こどものそのは吉田光子園長のもと、十二歳から六十代後半の園児・園生九十人が在籍、鶏卵や手芸品、陶芸、竹炭の製造販売などの授産活動を行なっている。
JICAは同園に昨年七月から、陶芸と蕎麦打ち専門の小宮山勝シニア・ボランティアを派遣。昨年度は陶芸用粘土圧延機、チェンソー、桶胴太鼓、今年度は陶芸用焼成ガス・バーナー、竹炭製造用資料、パン製造用圧延機、パン製造用大型ミキサーなど計十一点を供与した。
贈呈式にはJICAから小松支所長、佐々木弘一日系社会業務班総括、真砂睦シニア・ボランティア(業務調整)が出席した。小宮山シニアが携行機材を説明、「JICAが桶胴太鼓を供与したことがきっかけで、日本からも数々の寄贈を受けることができた」とした。
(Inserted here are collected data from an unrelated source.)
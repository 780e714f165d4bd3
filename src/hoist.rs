//! Pulls quantifier blocks out of a formula, one polarity at a time.

use crate::term::{substitute, Term, TermKind, TermStore};
use crate::utils::cancel::{CancellationToken, Canceled};
use rustc_hash::FxHashMap;

/// Pulls every quantifier that acts universally (if `want_forall`) or
/// existentially out of `fml`, as long as it is reachable through `and`,
/// `or` and `not` only. The bound variables are renamed apart. Returns the
/// remaining formula and the pulled variables in order of discovery; the
/// variable list is empty if there is nothing to pull.
pub fn pull_block(
    store: &mut TermStore,
    want_forall: bool,
    fml: Term,
    token: &CancellationToken,
) -> Result<(Term, Vec<Term>), Canceled> {
    let mut pulled = Vec::new();
    let mut memo: FxHashMap<(Term, bool), Term> = FxHashMap::default();
    // quantifier (with polarity) to its renamed body
    let mut renamed: FxHashMap<(Term, bool), Term> = FxHashMap::default();
    let mut stack = vec![(fml, true)];
    while let Some(&(t, polarity)) = stack.last() {
        token.check()?;
        if memo.contains_key(&(t, polarity)) {
            stack.pop();
            continue;
        }
        let result = match store.kind(t).clone() {
            TermKind::Not(a) => match memo.get(&(a, !polarity)) {
                Some(&r) => Some(store.mk_not(r)),
                None => {
                    stack.push((a, !polarity));
                    None
                }
            },
            TermKind::And(args) | TermKind::Or(args) => {
                let pending: Vec<(Term, bool)> = args
                    .iter()
                    .filter(|&&a| !memo.contains_key(&(a, polarity)))
                    .map(|&a| (a, polarity))
                    .collect();
                if pending.is_empty() {
                    let new_args: Vec<Term> = args.iter().map(|&a| memo[&(a, polarity)]).collect();
                    Some(store.rebuild(t, &new_args))
                } else {
                    stack.extend(pending);
                    None
                }
            }
            TermKind::Exists(vars, body) | TermKind::Forall(vars, body) => {
                let is_forall = matches!(store.kind(t), TermKind::Forall(_, _));
                if (is_forall == polarity) == want_forall {
                    let inner = match renamed.get(&(t, polarity)) {
                        Some(&b) => b,
                        None => {
                            let mut map = FxHashMap::default();
                            for &v in &vars {
                                let hint = store.var_name(v).unwrap_or("v").to_string();
                                let sort = store.sort(v);
                                let fresh = store.mk_fresh(&hint, sort);
                                map.insert(v, fresh);
                                pulled.push(fresh);
                            }
                            let b = substitute(store, body, &map, token)?;
                            renamed.insert((t, polarity), b);
                            b
                        }
                    };
                    match memo.get(&(inner, polarity)) {
                        Some(&r) => Some(r),
                        None => {
                            stack.push((inner, polarity));
                            None
                        }
                    }
                } else {
                    Some(t)
                }
            }
            _ => Some(t),
        };
        if let Some(r) = result {
            memo.insert((t, polarity), r);
            stack.pop();
        }
    }
    let body = memo.get(&(fml, true)).copied().unwrap_or(fml);
    Ok((body, pulled))
}

#[cfg(test)]
mod tests {

    use super::*;
    use crate::term::{free_vars, Sort};

    fn pull(store: &mut TermStore, want_forall: bool, fml: Term) -> (Term, Vec<Term>) {
        pull_block(store, want_forall, fml, &CancellationToken::new()).unwrap()
    }

    #[test]
    fn alternating_prefix() {
        // forall x. exists y. y = x
        let mut store = TermStore::new();
        let x = store.mk_var("x", Sort::Real);
        let y = store.mk_var("y", Sort::Real);
        let eq = store.mk_eq(y, x);
        let inner = store.mk_exists(vec![y], eq);
        let fml = store.mk_forall(vec![x], inner);

        let (rest, vars) = pull(&mut store, false, fml);
        assert!(vars.is_empty());
        assert_eq!(rest, fml);

        let (rest, universal) = pull(&mut store, true, fml);
        assert_eq!(universal.len(), 1);
        assert_eq!(store.var_name(universal[0]), Some("x!0"));
        let (matrix, existential) = pull(&mut store, false, rest);
        assert_eq!(existential.len(), 1);
        assert!(!store.is_quantifier(matrix));
        let mut free = free_vars(&store, matrix, &CancellationToken::new()).unwrap();
        free.sort();
        let mut expected = vec![universal[0], existential[0]];
        expected.sort();
        assert_eq!(free, expected);
    }

    #[test]
    fn negation_flips_polarity() {
        // not (exists p. p and q) acts universally on p
        let mut store = TermStore::new();
        let p = store.mk_var("p", Sort::Bool);
        let q = store.mk_var("q", Sort::Bool);
        let conj = store.mk_and(vec![p, q]);
        let quantified = store.mk_exists(vec![p], conj);
        let fml = store.mk_not(quantified);

        let (rest, vars) = pull(&mut store, false, fml);
        assert!(vars.is_empty());
        assert_eq!(rest, fml);

        let (rest, vars) = pull(&mut store, true, fml);
        assert_eq!(vars.len(), 1);
        let renamed = store.mk_and(vec![vars[0], q]);
        assert_eq!(rest, store.mk_not(renamed));
    }

    #[test]
    fn blocks_under_connectives_are_merged() {
        let mut store = TermStore::new();
        let a = store.mk_var("a", Sort::Bool);
        let b = store.mk_var("b", Sort::Bool);
        let c = store.mk_var("c", Sort::Bool);
        let left_body = store.mk_or(vec![a, c]);
        let left = store.mk_exists(vec![a], left_body);
        let right_body = store.mk_and(vec![b, c]);
        let right = store.mk_exists(vec![b], right_body);
        let fml = store.mk_and(vec![left, right]);

        let (rest, vars) = pull(&mut store, false, fml);
        assert_eq!(vars.len(), 2);
        assert!(!store.is_quantifier(rest));
        assert_eq!(free_vars(&store, rest, &CancellationToken::new()).unwrap().len(), 3);
    }

    #[test]
    fn canceled_before_renaming() {
        let mut store = TermStore::new();
        let x = store.mk_var("x", Sort::Real);
        let zero = store.mk_int(0);
        let lt = store.mk_lt(x, zero);
        let fml = store.mk_forall(vec![x], lt);
        let token = CancellationToken::new();
        token.cancel();
        assert_eq!(pull_block(&mut store, true, fml, &token), Err(Canceled));
        // no fresh copy of x was introduced
        let (_, pulled) = pull(&mut store, true, fml);
        assert_eq!(store.var_name(pulled[0]), Some("x!0"));
    }
}
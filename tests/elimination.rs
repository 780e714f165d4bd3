use num_bigint::BigInt;
use num_rational::BigRational;
use qsat::kernel::{CheckResult, Kernel, SmtKernel};
use qsat::mbp::ModelBasedProjector;
use qsat::model::Model;
use qsat::parse::smt2;
use qsat::solve::Failure;
use qsat::term::{Sort, Term, TermStore};
use qsat::utils::cancel::CancellationToken;
use qsat::{FailureReason, QsatOptions, QsatOutcome, QsatSolver, SolverResult};
use std::cell::Cell;
use std::rc::Rc;
use std::thread;
use std::time::Duration;

fn options(eliminate: bool) -> QsatOptions {
    QsatOptions {
        eliminate,
        force_elimination: true,
        validate: true,
    }
}

fn rational(numer: i64, denom: i64) -> BigRational {
    BigRational::new(BigInt::from(numer), BigInt::from(denom))
}

fn eliminate(store: &mut TermStore, fml: Term) -> Term {
    let mut solver = QsatSolver::new(options(true));
    match solver.check(store, fml).unwrap() {
        QsatOutcome::Unsat {
            answer: Some(answer),
        } => answer,
        outcome => panic!("unexpected {:?}", outcome),
    }
}

#[test]
fn dense_order_needs_no_projection() {
    let mut store = TermStore::new();
    let script = smt2::parse(
        &mut store,
        "(assert (exists ((x Real)) (and (> x 0) (< x 1))))\n(check-sat)\n",
    )
    .unwrap();
    let fml = script.formula(&mut store);
    let mut solver = QsatSolver::new(options(false));
    let outcome = solver.check(&mut store, fml).unwrap();
    assert_eq!(outcome.result(), SolverResult::Satisfiable);
    assert_eq!(
        solver
            .statistics()
            .get(&qsat::solve::qsat::QsatEvent::Projections),
        0
    );
}

#[test]
fn defined_variable_is_eliminated() {
    let mut store = TermStore::new();
    let script = smt2::parse(
        &mut store,
        "(declare-const y Real)\n(assert (exists ((x Real)) (= x (+ y 1))))\n",
    )
    .unwrap();
    let fml = script.formula(&mut store);
    let answer = eliminate(&mut store, fml);
    assert!(store.is_true(answer));
}

#[test]
fn universal_witness_is_hidden() {
    let mut store = TermStore::new();
    let script = smt2::parse(
        &mut store,
        "(assert (forall ((x Real)) (exists ((y Real)) (= y x))))\n",
    )
    .unwrap();
    let fml = script.formula(&mut store);

    let answer = eliminate(&mut store, fml);
    assert!(store.is_true(answer));

    let mut solver = QsatSolver::new(options(false));
    let outcome = solver.check(&mut store, fml).unwrap();
    assert_eq!(outcome.result(), SolverResult::Satisfiable);
    assert!(outcome.external_model().unwrap().is_empty());
}

#[test]
fn boolean_case_split_is_eliminated() {
    // exists p. (p & x < 1) | (!p & x > 2) is x < 1 | x > 2
    let mut store = TermStore::new();
    let script = smt2::parse(
        &mut store,
        "(declare-const x Real)\n\
         (assert (exists ((p Bool)) (or (and p (< x 1)) (and (not p) (> x 2)))))\n",
    )
    .unwrap();
    let x = script.declarations[0];
    let fml = script.formula(&mut store);
    let answer = eliminate(&mut store, fml);

    let holds = |value: BigRational| {
        let mut model = Model::new();
        model.assign_real(x, value);
        model.is_true(&store, answer).unwrap()
    };
    assert!(holds(rational(0, 1)));
    assert!(!holds(rational(3, 2)));
    assert!(!holds(rational(2, 1)));
    assert!(holds(rational(7, 2)));
}

#[test]
fn answer_is_quantifier_free_over_free_variables() {
    let mut store = TermStore::new();
    let script = smt2::parse(
        &mut store,
        "(declare-const a Real)\n(declare-const b Real)\n\
         (assert (exists ((x Real) (y Real)) (and (<= a x) (< x y) (<= y b))))\n",
    )
    .unwrap();
    let (a, b) = (script.declarations[0], script.declarations[1]);
    let fml = script.formula(&mut store);
    let answer = eliminate(&mut store, fml);
    for var in qsat::term::free_vars(&store, answer, &CancellationToken::new()).unwrap() {
        assert!(var == a || var == b);
    }

    let holds = |a_value: i64, b_value: i64| {
        let mut model = Model::new();
        model.assign_real(a, BigRational::from_integer(a_value.into()));
        model.assign_real(b, BigRational::from_integer(b_value.into()));
        model.is_true(&store, answer).unwrap()
    };
    assert!(holds(0, 1));
    assert!(!holds(1, 1));
    assert!(!holds(2, 0));
}

#[test]
fn recursive_elimination_agrees_with_prefix_elimination() {
    let mut store = TermStore::new();
    let script = smt2::parse(
        &mut store,
        "(declare-const z Real)\n\
         (assert (exists ((x Real)) (and (< z x) (forall ((y Real)) (or (< y x) (> y z))))))\n",
    )
    .unwrap();
    let fml = script.formula(&mut store);
    let mut solver = QsatSolver::new(QsatOptions {
        eliminate: true,
        force_elimination: false,
        validate: true,
    });
    let answer = solver.check(&mut store, fml).unwrap().answer().unwrap();
    for var in qsat::term::free_vars(&store, answer, &CancellationToken::new()).unwrap() {
        assert_eq!(store.var_name(var), Some("z"));
    }
}

/// Cancels `token` after a generous timeout, so a search that stops making
/// progress fails the test instead of hanging it.
fn watchdog(token: &CancellationToken) {
    let token = token.clone();
    thread::spawn(move || {
        thread::sleep(Duration::from_secs(120));
        token.cancel();
    });
}

/// forall y z. exists w. F(a, y, z, w) where the two equations on `w` only
/// agree on the line a + 2y - 4z = 4, so the formula is false for every `a`.
const THREE_BLOCKS: &str = "(declare-const a Real)\n\
    (assert (forall ((y Real)) (forall ((z Real)) (exists ((w Real))\n\
      (and (or (= (+ (* 2 a) z 1) 0) (< (+ (* 2 a) (* 2 y) w) (+ 3 z)))\n\
           (= (+ a (* 2 y) (* 2 z) (* 2 w) 2) 0)\n\
           (= (+ a (* 2 y) w) (+ 1 z)))))))\n";

#[test]
fn outer_values_stay_fixed_below_their_depth() {
    let mut store = TermStore::new();
    let script = smt2::parse(&mut store, THREE_BLOCKS).unwrap();
    let fml = script.formula(&mut store);

    let mut solver = QsatSolver::new(options(false));
    watchdog(solver.token());
    let outcome = solver.check(&mut store, fml).unwrap();
    assert_eq!(outcome.result(), SolverResult::Unsatisfiable);
    let stats = solver.statistics();
    assert!(stats.get(&qsat::solve::qsat::QsatEvent::Projections) >= 1);
    assert!(stats.get(&qsat::solve::qsat::QsatEvent::Backtracks) >= 1);
}

#[test]
fn three_blocks_eliminate_to_false() {
    let mut store = TermStore::new();
    let script = smt2::parse(&mut store, THREE_BLOCKS).unwrap();
    let a = script.declarations[0];
    let fml = script.formula(&mut store);

    let mut solver = QsatSolver::new(options(true));
    watchdog(solver.token());
    let answer = match solver.check(&mut store, fml).unwrap() {
        QsatOutcome::Unsat {
            answer: Some(answer),
        } => answer,
        outcome => panic!("unexpected {:?}", outcome),
    };
    for value in &[-4, 0, 2, 4] {
        let mut model = Model::new();
        model.assign_real(a, rational(*value, 1));
        assert_eq!(model.is_true(&store, answer), Ok(false));
    }
}

/// Counts checks across both kernels and trips the token after `limit`
/// checks.
struct Tripwire {
    inner: SmtKernel,
    token: CancellationToken,
    checks: Rc<Cell<usize>>,
    limit: Option<usize>,
}

impl Kernel for Tripwire {
    fn assert_formula(&mut self, store: &TermStore, fml: Term) {
        self.inner.assert_formula(store, fml)
    }

    fn check(&mut self, store: &TermStore, assumptions: &[Term]) -> CheckResult {
        let result = self.inner.check(store, assumptions);
        if let Some(limit) = self.limit {
            self.checks.set(self.checks.get() + 1);
            if self.checks.get() >= limit {
                self.token.cancel();
            }
        }
        result
    }

    fn model(&self) -> Option<&Model> {
        self.inner.model()
    }

    fn unsat_core(&self) -> &[Term] {
        self.inner.unsat_core()
    }

    fn formulas(&self) -> &[Term] {
        self.inner.formulas()
    }

    fn reset(&mut self) {
        self.inner.reset()
    }

    fn last_failure(&self) -> Option<&Failure> {
        self.inner.last_failure()
    }

    fn independent(&self) -> Tripwire {
        Tripwire {
            inner: self.inner.independent(),
            token: self.token.clone(),
            checks: Rc::new(Cell::new(0)),
            limit: None,
        }
    }
}

#[test]
fn cancellation_stops_before_next_kernel_call() {
    let mut store = TermStore::new();
    let x = store.mk_var("x", Sort::Real);
    let y = store.mk_var("y", Sort::Real);
    let eq = store.mk_eq(y, x);
    let inner = store.mk_exists(vec![y], eq);
    let fml = store.mk_forall(vec![x], inner);

    let token = CancellationToken::new();
    let checks = Rc::new(Cell::new(0));
    let tripwire = |limit| Tripwire {
        inner: SmtKernel::new(token.clone()),
        token: token.clone(),
        checks: checks.clone(),
        limit: Some(limit),
    };
    let mut solver = QsatSolver::with_kernels(
        QsatOptions {
            eliminate: false,
            force_elimination: true,
            validate: false,
        },
        tripwire(2),
        tripwire(2),
        ModelBasedProjector::new(),
        token.clone(),
    );
    match solver.check(&mut store, fml).unwrap() {
        QsatOutcome::Unknown(failure) => assert_eq!(failure.reason, FailureReason::Canceled),
        outcome => panic!("unexpected {:?}", outcome),
    }
    assert_eq!(checks.get(), 2);
}
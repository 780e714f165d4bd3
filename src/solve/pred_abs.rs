//! Predicate abstraction of quantifier-free formulas.
//!
//! Every atom of a formula is replaced by a fresh boolean predicate. The
//! predicates are filed into buckets by the quantifier level of their atom;
//! when the search descends a level, the predicates of the level just left
//! are fixed by assumptions taken from the model found there.

use crate::level::Level;
use crate::model::{EvalError, Model, ModelConverter, Value};
use crate::term::{rewrite, Sort, Term, TermKind, TermStore};
use crate::utils::cancel::{CancellationToken, Canceled};
use rustc_hash::{FxHashMap, FxHashSet};
use std::fmt;

#[derive(Default)]
pub struct PredAbs {
    /// predicate to the atom it abstracts
    pred2lit: FxHashMap<Term, Term>,
    /// atom to its predicate, the first registration wins
    lit2pred: FxHashMap<Term, Term>,
    asm2pred: FxHashMap<Term, Term>,
    pred2asm: FxHashMap<Term, Term>,
    elevel: FxHashMap<Term, Level>,
    /// predicates by level bucket
    preds: Vec<Vec<Term>>,
    asms: Vec<Term>,
    asms_lim: Vec<usize>,
    converter: ModelConverter,
    token: CancellationToken,
}

fn is_connective(store: &TermStore, t: Term) -> bool {
    matches!(
        store.kind(t),
        TermKind::True
            | TermKind::False
            | TermKind::Not(_)
            | TermKind::And(_)
            | TermKind::Or(_)
            | TermKind::Iff(_, _)
    )
}

impl PredAbs {
    /// Every traversal polls `token`, it is kept across resets.
    pub fn new(token: CancellationToken) -> Self {
        PredAbs {
            token,
            ..PredAbs::default()
        }
    }

    pub fn reset(&mut self) {
        *self = PredAbs::new(self.token.clone());
    }

    pub fn converter(&self) -> &ModelConverter {
        &self.converter
    }

    /// Hides `var` from models handed to the caller.
    pub fn hide(&mut self, var: Term) {
        self.converter.hide(var);
    }

    pub fn fresh_bool(&mut self, store: &mut TermStore, hint: &str) -> Term {
        let p = store.mk_fresh(hint, Sort::Bool);
        self.hide(p);
        p
    }

    pub fn num_predicates(&self) -> usize {
        self.pred2lit.len()
    }

    pub fn add_pred(&mut self, p: Term, lit: Term) {
        self.pred2lit.insert(p, lit);
        self.lit2pred.entry(lit).or_insert(p);
    }

    fn add_asm(&mut self, p: Term, assumption: Term) {
        debug_assert!(!self.asm2pred.contains_key(&assumption));
        self.asm2pred.insert(assumption, p);
        self.pred2asm.insert(p, assumption);
    }

    /// Number of scopes pushed, i.e., the current search depth.
    pub fn num_scopes(&self) -> usize {
        self.asms_lim.len()
    }

    pub fn push(&mut self) {
        self.asms_lim.push(self.asms.len());
    }

    pub fn pop(&mut self, num_scopes: usize) {
        debug_assert!(num_scopes <= self.asms_lim.len());
        let l = self.asms_lim.len() - num_scopes;
        self.asms.truncate(self.asms_lim[l]);
        self.asms_lim.truncate(l);
    }

    /// Assumption literals decided so far.
    pub fn decided(&self) -> &[Term] {
        &self.asms
    }

    pub fn insert(&mut self, p: Term, level: &Level) {
        let bucket = level.bucket();
        if self.preds.len() <= bucket {
            self.preds.resize_with(bucket + 1, Vec::new);
        }
        self.preds[bucket].push(p);
    }

    pub fn set_level(&mut self, t: Term, level: Level) {
        self.elevel.insert(t, level);
    }

    pub fn level(&self, t: Term) -> Option<&Level> {
        self.elevel.get(&t)
    }

    /// The level of `t`, merged bottom-up from the levels of its sub-terms.
    /// Sub-terms without a level are unbounded; results are cached.
    pub fn compute_level(&mut self, store: &TermStore, t: Term) -> Result<Level, Canceled> {
        let mut todo = vec![t];
        while let Some(&a) = todo.last() {
            self.token.check()?;
            if self.elevel.contains_key(&a) {
                todo.pop();
                continue;
            }
            let mut level = Level::unbounded();
            let mut has_new = false;
            for c in store.children(a) {
                match self.elevel.get(&c) {
                    Some(l) => level.merge(l),
                    None => {
                        todo.push(c);
                        has_new = true;
                    }
                }
            }
            if !has_new {
                self.elevel.insert(a, level);
                todo.pop();
            }
        }
        Ok(self.elevel[&t])
    }

    /// Replaces every atom of `fml` by a predicate, appending the definition
    /// `p <=> atom` of every new predicate to `defs`. `level` accumulates the
    /// level of the whole formula. Boolean variables stand for themselves;
    /// quantified sub-formulas are atoms.
    pub fn abstract_atoms(
        &mut self,
        store: &mut TermStore,
        fml: Term,
        level: &mut Level,
        defs: &mut Vec<Term>,
    ) -> Result<(), Canceled> {
        let mut visited = FxHashSet::default();
        let mut todo = vec![fml];
        while let Some(a) = todo.pop() {
            self.token.check()?;
            if !visited.insert(a) {
                continue;
            }
            if let Some(p) = self.lit2pred.get(&a) {
                let l = self.elevel.get(p).copied().unwrap_or_default();
                level.merge(&l);
                continue;
            }
            if store.is_bool_var(a) {
                let l = self.elevel.get(&a).copied().unwrap_or_default();
                level.merge(&l);
                if !self.pred2lit.contains_key(&a) {
                    self.add_pred(a, a);
                    self.insert(a, &l);
                }
                continue;
            }
            if is_connective(store, a) {
                todo.extend(
                    store
                        .children(a)
                        .into_iter()
                        .filter(|c| !visited.contains(c)),
                );
                continue;
            }
            if store.sort(a) != Sort::Bool {
                continue;
            }
            let r = self.fresh_bool(store, "p");
            let l = self.compute_level(store, a)?;
            self.add_pred(r, a);
            self.elevel.insert(r, l);
            defs.push(store.mk_iff(r, a));
            self.insert(r, &l);
            level.merge(&l);
            trace!("abstract {} as {} at {}", store.display(a), store.display(r), l);
        }
        Ok(())
    }

    /// Rewrites `fml` over predicates only.
    pub fn mk_abstract(&self, store: &mut TermStore, fml: Term) -> Result<Term, Canceled> {
        let lit2pred = &self.lit2pred;
        let abstracted = rewrite(store, &[fml], &self.token, |_, t| lit2pred.get(&t).copied())?;
        Ok(abstracted[0])
    }

    /// Replaces every key of `map` occurring in `fmls` by its value. Terms
    /// not mentioning a key are returned unchanged.
    pub fn mk_concrete(
        store: &mut TermStore,
        fmls: &mut Vec<Term>,
        map: &FxHashMap<Term, Term>,
        token: &CancellationToken,
    ) -> Result<(), Canceled> {
        *fmls = rewrite(store, fmls, token, |_, t| map.get(&t).copied())?;
        Ok(())
    }

    /// Replaces predicates by the atoms they abstract.
    pub fn pred2lit(&self, store: &mut TermStore, fmls: &mut Vec<Term>) -> Result<(), Canceled> {
        PredAbs::mk_concrete(store, fmls, &self.pred2lit, &self.token)
    }

    /// Replaces assumption predicates by the formulas they stand for.
    pub fn pred2asm(&self, store: &mut TermStore, fml: Term) -> Result<Term, Canceled> {
        let mut fmls = vec![fml];
        PredAbs::mk_concrete(store, &mut fmls, &self.pred2asm, &self.token)?;
        Ok(store.mk_and(fmls))
    }

    fn literal(store: &mut TermStore, model: &Model, p: Term) -> Result<Term, EvalError> {
        if model.is_true(store, p)? {
            Ok(p)
        } else {
            Ok(store.mk_not(p))
        }
    }

    /// Computes the assumptions for the current depth `d`, the number of
    /// pushed scopes. Without a model, only the decided assumptions are
    /// returned. Otherwise the predicates of bucket `d - 1` are decided by the
    /// model, and predicates of the deeper buckets `d + 1, d + 3, ...` whose
    /// level does not depend on the quantifiers in between are fixed as well.
    pub fn get_assumptions(
        &mut self,
        store: &mut TermStore,
        model: Option<&Model>,
        asms: &mut Vec<Term>,
    ) -> Result<(), EvalError> {
        let level = self.asms_lim.len().min(self.preds.len());
        let model = match model {
            None => {
                asms.extend_from_slice(&self.asms);
                return Ok(());
            }
            Some(model) => model,
        };
        if level == 0 {
            return Ok(());
        }
        for j in 0..self.preds[level - 1].len() {
            let p = self.preds[level - 1][j];
            let literal = PredAbs::literal(store, model, p)?;
            self.asms.push(literal);
        }
        asms.extend_from_slice(&self.asms);

        let depth = level as u32;
        let mut i = level + 1;
        while i < self.preds.len() {
            let bucket = i as u32;
            for j in 0..self.preds[i].len() {
                let p = self.preds[i][j];
                let lvl = self.elevel.get(&p).copied().unwrap_or_default();
                let invariant = (lvl.forall == Some(bucket)
                    && lvl.exists.map_or(true, |e| e < depth))
                    || (lvl.exists == Some(bucket) && lvl.forall.map_or(true, |a| a < depth));
                if invariant {
                    asms.push(PredAbs::literal(store, model, p)?);
                }
            }
            i += 2;
        }
        Ok(())
    }

    /// Sizes of the predicate buckets, to recognize predicates added later.
    pub fn bucket_sizes(&self) -> Vec<usize> {
        self.preds.iter().map(Vec::len).collect()
    }

    /// Decides the predicates that were added to a bucket below the current
    /// depth after `sizes` was taken. Bucket `j` is decided by `models[j]`,
    /// the model found at depth `j`, and the literal joins the scope pushed
    /// when the search left depth `j`, so every depth below agrees with the
    /// model committed at depth `j`.
    pub fn fix_new_predicates(
        &mut self,
        store: &mut TermStore,
        sizes: &[usize],
        models: &[Model],
    ) -> Result<(), EvalError> {
        let depth = self.asms_lim.len().min(self.preds.len());
        for (j, model) in models.iter().enumerate().take(depth) {
            let start = sizes.get(j).copied().unwrap_or(0);
            for k in start..self.preds[j].len() {
                let p = self.preds[j][k];
                let fml = match self.pred2lit.get(&p).or_else(|| self.pred2asm.get(&p)) {
                    Some(&fml) => fml,
                    None => p,
                };
                let literal = if model.is_true(store, fml)? {
                    p
                } else {
                    store.mk_not(p)
                };
                let at = self.asms_lim.get(j + 1).copied().unwrap_or(self.asms.len());
                self.asms.insert(at, literal);
                for lim in self.asms_lim.iter_mut().skip(j + 1) {
                    *lim += 1;
                }
                trace!("fix {} at depth {}", store.display(literal), j + 1);
            }
        }
        Ok(())
    }

    /// Returns a literal standing for `a`. An existing predicate for `a` or
    /// its negation is reused; otherwise a fresh predicate is defined (the
    /// definitions are appended to `defs`) and, if a model is given, its value
    /// is fixed so that the literal agrees with `a`.
    pub fn mk_assumption_literal(
        &mut self,
        store: &mut TermStore,
        a: Term,
        model: Option<&mut Model>,
        level: &Level,
        defs: &mut Vec<Term>,
    ) -> Result<Term, Canceled> {
        let a = self.pred2asm(store, a)?;
        if let Some(&b) = self.asm2pred.get(&a) {
            return Ok(b);
        }
        let negated = match store.kind(a) {
            TermKind::Not(c) => Some(*c),
            _ => None,
        };
        if let Some(c) = negated {
            if let Some(&b) = self.asm2pred.get(&c) {
                return Ok(store.mk_not(b));
            }
            if self.pred2asm.contains_key(&c) {
                return Ok(a);
            }
        }
        if self.pred2asm.contains_key(&a) {
            return Ok(a);
        }
        let p = self.fresh_bool(store, "def");
        let (fml, q) = match negated {
            Some(c) => (c, store.mk_not(p)),
            None => (a, p),
        };
        if let Some(model) = model {
            model.register_fixed_value(p, Value::Bool(negated.is_none()));
        }
        self.elevel.insert(p, *level);
        self.insert(p, level);
        let mut ignored = Level::unbounded();
        self.abstract_atoms(store, fml, &mut ignored, defs)?;
        let abstracted = self.mk_abstract(store, fml)?;
        defs.push(store.mk_iff(p, abstracted));
        self.add_asm(p, fml);
        trace!("assumption {} |-> {}", store.display(fml), store.display(p));
        Ok(q)
    }

    pub fn display<'a>(&'a self, store: &'a TermStore) -> PredAbsDisplay<'a> {
        PredAbsDisplay {
            pred_abs: self,
            store,
        }
    }
}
また、竹炭製造資料をもとに今年十月、煉瓦窯が完成したことで、「これまで一度に二、三キロしかできなかった竹炭が十キロ以上製造できるようになった」と報告。そのほか、パン製造用機材に関しては、「近隣の工場から注文をとって製造し、園生たちが配達をするようになれたら」と抱負を述べた。
続いて、小松支所長があいさつ。シニアの発案により、同園に陶芸、竹炭、へちまのスポンジ作りなど様々な可能性が広がったことを例にあげ、「園内だけではなく、外とのつながりを持ち、自分ができることは自分でやれるようになって欲しい。常にチャレンジしてください」などと語った。佐々木統括は、「若い日系社会のリーダーが、こどものそのに支援していけるような環境作りを願っている」などと述べた。
こどものそのからは井口信理事長代理として鈴木康夫第一副理事長、園生の半間ファビオさん、保護者会代表の岡本ルイス第三副理事長が謝辞を述べた。式では、鈴木副理事長の掛け声で園生たちが三回、「オブリガード」と叫ぶなど、微笑ましい光景も見受けられた。
贈呈式後、JICA一行は陶芸や竹炭工房、実習センターでのパン作り視察の後、園生の太鼓演奏観賞や手作りパンの試食を行なった。